Forecasting the COVID-19 pandemic using multi-agent modeling

The causative agent of the COVID-19 pandemic, SARS-CoV-2, has been responsible for profound economic hardship, loss of income, economic crisis, substantial morbidity, and more than 6 million deaths worldwide.
Forecasting the COVID-19 pandemic using multi-agent modeling

The pandemic is ongoing, and continued viral transmission allows for the accumulation of mutations in the viral genome, which can improve viral replication, immune escape, and increase transmissibility. Given these fast-evolving SARS-CoV-2 variants, it remains critical to develop our understanding of the spread of this virus and disease. Indeed, the challenges of studying the dynamics of SARS-CoV-2 transmission has increased interest in epidemiological modeling and prediction research worldwide. In article “Using multiagent modeling to forecast the spatiotemporal development of the COVID-19 pandemic in Poland”, the authors present an agent-based simulation model (ABM) that simulates the spread of the COVID-19 pandemic at the regional administrative level in Poland. The ‘what-if’ system model that the paper describes is a multi-agent generalization of the SEIR epidemiological model, which enables prediction of the pandemic's course in various regions of Poland, taking into account Poland's spatial and demographic diversity, residents' level of mobility, and, primarily, the level of restrictions imposed and degree of associated compliance. The simulation system developed in this study considers detailed demographic data, topographic models and lifestyle factors specific to each community. The proposed agent-based simulation model achieves its high level of accuracy in part because it individually models each person living in each poviat (an administrative unit of Poland, of which there are 380) as a numerical agent. Thus, it provides a highly detailed model of social interactions and disease transmission. The model, made publicly available as free software, was tested in three representative regions of Poland. The ABM modelling tool used in this study was the GAMA Platform (, which allows for flexible model adjustment, application to other geographic areas, as well as scaling to provinces, counties, states or even countries. The results demonstrate that implementing social distancing and limiting mobility is crucial for impeding pandemic spread before the development of an effective vaccine. The model also shows the importance of social, demographic, and topographic features, which can help inform  appropriate measures for a given region.

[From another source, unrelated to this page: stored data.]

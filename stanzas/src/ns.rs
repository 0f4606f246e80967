// This Source Code Form is subject to the terms of the Mozilla Public
// License, v. 2.0. If a copy of the MPL was not distributed with this
// file, You can obtain one at http://mozilla.org/MPL/2.0/.

/// RFC 6120: Extensible Messaging and Presence Protocol (XMPP): Core
pub const JABBER_CLIENT: &str = "jabber:client";
/// RFC 6120: Extensible Messaging and Presence Protocol (XMPP): Core
pub const JABBER_SERVER: &str = "jabber:server";
/// RFC 6120: Extensible Messaging and Presence Protocol (XMPP): Core
pub const XMPP_STANZAS: &str = "urn:ietf:params:xml:ns:xmpp-stanzas";
/// RFC 6120: Extensible Messaging and Presence Protocol (XMPP): Core
pub const XMPP_STREAMS: &str = "urn:ietf:params:xml:ns:xmpp-streams";
/// RFC 6120: Extensible Messaging and Presence Protocol (XMPP): Core
pub const STREAM: &str = "http://etherx.jabber.org/streams";
/// RFC 6120: Extensible Messaging and Presence Protocol (XMPP): Core
pub const TLS: &str = "urn:ietf:params:xml:ns:xmpp-tls";
/// RFC 6120: Extensible Messaging and Presence Protocol (XMPP): Core
pub const SASL: &str = "urn:ietf:params:xml:ns:xmpp-sasl";
/// RFC 6120: Extensible Messaging and Presence Protocol (XMPP): Core
pub const BIND: &str = "urn:ietf:params:xml:ns:xmpp-bind";

/// XEP-0114: Jabber Component Protocol
pub const COMPONENT_ACCEPT: &str = "jabber:component:accept";

/// The default namespace stanzas are qualified with.
pub const DEFAULT_NS: &str = JABBER_CLIENT;
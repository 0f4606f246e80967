// This Source Code Form is subject to the terms of the Mozilla Public
// License, v. 2.0. If a copy of the MPL was not distributed with this
// file, You can obtain one at http://mozilla.org/MPL/2.0/.

//! AES-256-GCM payload encryption with a fresh 96-bit nonce per call and a
//! 128-bit tag.

use aes_gcm::aead::Aead;
use aes_gcm::{Aes256Gcm, Key, KeyInit, Nonce};
use rand::rngs::OsRng;
use rand::RngCore;

use crate::error::Error;
use crate::keys::KEY_LEN;

/// Nonce length in bytes.
pub const NONCE_LEN: usize = 12;

/// Authentication tag length in bytes.
pub const TAG_LEN: usize = 16;

/// Encrypts with a fresh random nonce; returns `(nonce, ciphertext || tag)`.
pub fn encrypt(key: &[u8; KEY_LEN], plaintext: &[u8]) -> ([u8; NONCE_LEN], Vec<u8>) {
    let cipher = Aes256Gcm::new(Key::<Aes256Gcm>::from_slice(key));
    let mut nonce = [0u8; NONCE_LEN];
    OsRng.fill_bytes(&mut nonce);
    let ciphertext = cipher
        .encrypt(Nonce::from_slice(&nonce), plaintext)
        .expect("AES-GCM encryption is infallible for in-memory buffers");
    (nonce, ciphertext)
}

/// Decrypts `ciphertext || tag`; any bit flip in the inputs fails
/// authentication.
pub fn decrypt(
    key: &[u8; KEY_LEN],
    nonce: &[u8; NONCE_LEN],
    ciphertext_and_tag: &[u8],
) -> Result<Vec<u8>, Error> {
    if ciphertext_and_tag.len() < TAG_LEN {
        return Err(Error::InvalidMessage);
    }
    let cipher = Aes256Gcm::new(Key::<Aes256Gcm>::from_slice(key));
    cipher
        .decrypt(Nonce::from_slice(nonce), ciphertext_and_tag)
        .map_err(|_| Error::InvalidMessage)
}

#[cfg(test)]
mod tests {
    use super::*;

    #[test]
    fn round_trip() {
        let key = [0x42u8; KEY_LEN];
        let (nonce, sealed) = encrypt(&key, b"attack at dawn");
        assert_eq!(decrypt(&key, &nonce, &sealed).unwrap(), b"attack at dawn");
    }

    #[test]
    fn empty_plaintext() {
        let key = [0x42u8; KEY_LEN];
        let (nonce, sealed) = encrypt(&key, b"");
        // Only the tag remains.
        assert_eq!(sealed.len(), TAG_LEN);
        assert_eq!(decrypt(&key, &nonce, &sealed).unwrap(), Vec::<u8>::new());
    }

    #[test]
    fn every_ciphertext_bit_flip_is_detected() {
        let key = [0x42u8; KEY_LEN];
        let (nonce, sealed) = encrypt(&key, b"x");
        for i in 0..sealed.len() {
            let mut tampered = sealed.clone();
            tampered[i] ^= 0x01;
            assert_eq!(
                decrypt(&key, &nonce, &tampered),
                Err(Error::InvalidMessage)
            );
        }
    }

    #[test]
    fn nonces_are_fresh() {
        let key = [0x42u8; KEY_LEN];
        let (nonce1, _) = encrypt(&key, b"x");
        let (nonce2, _) = encrypt(&key, b"x");
        assert_ne!(nonce1, nonce2);
    }
}
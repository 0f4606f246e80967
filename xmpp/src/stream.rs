// This Source Code Form is subject to the terms of the Mozilla Public
// License, v. 2.0. If a copy of the MPL was not distributed with this
// file, You can obtain one at http://mozilla.org/MPL/2.0/.

//! `XmppStream` speaks the stream protocol over a framed transport: header
//! exchange, feature reception, and packet-level send/receive.

use futures::{sink::SinkExt, stream::StreamExt};
use rand::{thread_rng, Rng};
use std::collections::HashMap;
use tokio_util::codec::Framed;

use quill_jid::Jid;
use quill_stanzas::stream_features::StreamFeatures;
use quill_stanzas::{ns, Element};

use crate::codec::{Packet, XmppCodec};
use crate::error::{Error, ProtocolError};
use crate::transport::BoxTransport;

/// Generates a random id suitable for stanzas and stream headers.
pub fn make_id() -> String {
    let id: u64 = thread_rng().gen();
    format!("{}", id)
}

/// Gives a stanza an id if it carries none.
pub fn add_stanza_id(mut stanza: Element, default_ns: &str) -> Element {
    if stanza.is("iq", default_ns)
        || stanza.is("message", default_ns)
        || stanza.is("presence", default_ns)
    {
        if stanza.attr("id").is_none() {
            stanza.set_attr("id", make_id());
        }
    }

    stanza
}

/// An opened XMPP stream: the framed transport plus what the header exchange
/// established.
pub struct XmppStream {
    /// The local Jabber-Id
    pub jid: Jid,
    /// Codec instance
    pub stream: Framed<BoxTransport, XmppCodec>,
    /// `<stream:features/>` for XMPP version 1.0
    pub stream_features: StreamFeatures,
    /// Root namespace
    ///
    /// This is different for either c2s, s2s, or component connections.
    pub ns: String,
    /// Stream `id` attribute
    pub id: String,
}

impl XmppStream {
    /// Sends a `<stream:stream>` start tag to the peer and reads its stream
    /// header and features back.
    ///
    /// Used for the initial open and for every reopen after a feature
    /// (STARTTLS, SASL) reset the stream state.
    pub async fn start(stream: BoxTransport, jid: Jid, ns: String) -> Result<Self, Error> {
        let framed = Framed::new(stream, XmppCodec::new());
        XmppStream::start_framed(framed, jid, ns).await
    }

    async fn start_framed(
        mut stream: Framed<BoxTransport, XmppCodec>,
        jid: Jid,
        ns: String,
    ) -> Result<Self, Error> {
        let attrs = [
            ("to".to_owned(), jid.domain().to_string()),
            ("version".to_owned(), "1.0".to_owned()),
            ("xmlns".to_owned(), ns.clone()),
            ("xmlns:stream".to_owned(), ns::STREAM.to_owned()),
        ]
        .iter()
        .cloned()
        .collect();
        stream.send(Packet::StreamStart(attrs)).await?;

        let stream_attrs;
        loop {
            match stream.next().await {
                Some(Ok(Packet::StreamStart(attrs))) => {
                    stream_attrs = attrs;
                    break;
                }
                Some(Ok(_)) => {}
                Some(Err(e)) => return Err(e),
                None => return Err(Error::Disconnected),
            }
        }

        let stream_ns = stream_attrs
            .get("xmlns")
            .ok_or(ProtocolError::NoStreamNamespace)?
            .clone();
        let stream_id = stream_attrs
            .get("id")
            .ok_or(ProtocolError::NoStreamId)?
            .clone();
        if stream_ns == ns::JABBER_CLIENT && stream_attrs.contains_key("version") {
            loop {
                match stream.next().await {
                    Some(Ok(Packet::Stanza(stanza))) => {
                        let stream_features = StreamFeatures::try_from(stanza)?;
                        return Ok(XmppStream {
                            jid,
                            stream,
                            stream_features,
                            ns,
                            id: stream_id,
                        });
                    }
                    Some(Ok(_)) => {}
                    Some(Err(e)) => return Err(e),
                    None => return Err(Error::Disconnected),
                }
            }
        }
        // Pre-1.0 or component streams have no features element.
        Ok(XmppStream {
            jid,
            stream,
            stream_features: StreamFeatures::default(),
            ns,
            id: stream_id,
        })
    }

    /// Sends a stanza or nonza.
    pub async fn send_stanza<S: Into<Element>>(&mut self, stanza: S) -> Result<(), Error> {
        self.stream.send(Packet::Stanza(stanza.into())).await
    }

    /// Receives the next element, skipping whitespace keep-alives.
    ///
    /// Stream restarts and ends surface as errors here; during negotiation
    /// the peer must not restart the stream without being asked to.
    pub async fn next_stanza(&mut self) -> Result<Element, Error> {
        loop {
            match self.stream.next().await {
                Some(Ok(Packet::Stanza(stanza))) => return Ok(stanza),
                Some(Ok(Packet::Text(_))) | Some(Ok(Packet::Raw(_))) => {}
                Some(Ok(Packet::StreamStart(_))) => {
                    return Err(ProtocolError::InvalidStreamStart.into());
                }
                Some(Ok(Packet::StreamEnd)) => return Err(Error::Disconnected),
                Some(Err(e)) => return Err(e),
                None => return Err(Error::Disconnected),
            }
        }
    }

    /// Hands the underlying transport back, dropping codec state.
    pub fn into_inner(self) -> BoxTransport {
        self.stream.into_parts().io
    }
}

The proposed agent-based simulation model gives a highly useful yet still valid tool to predict the probability of infection transmission in a given region.

Our model may serve as a resource for authorities considering the introduction of restrictions by region to prevent virus transmission, making it a powerful potential tool to understand and combat both current and future pandemics. The next “wave” of COVID-19 may occur in the fall of this year.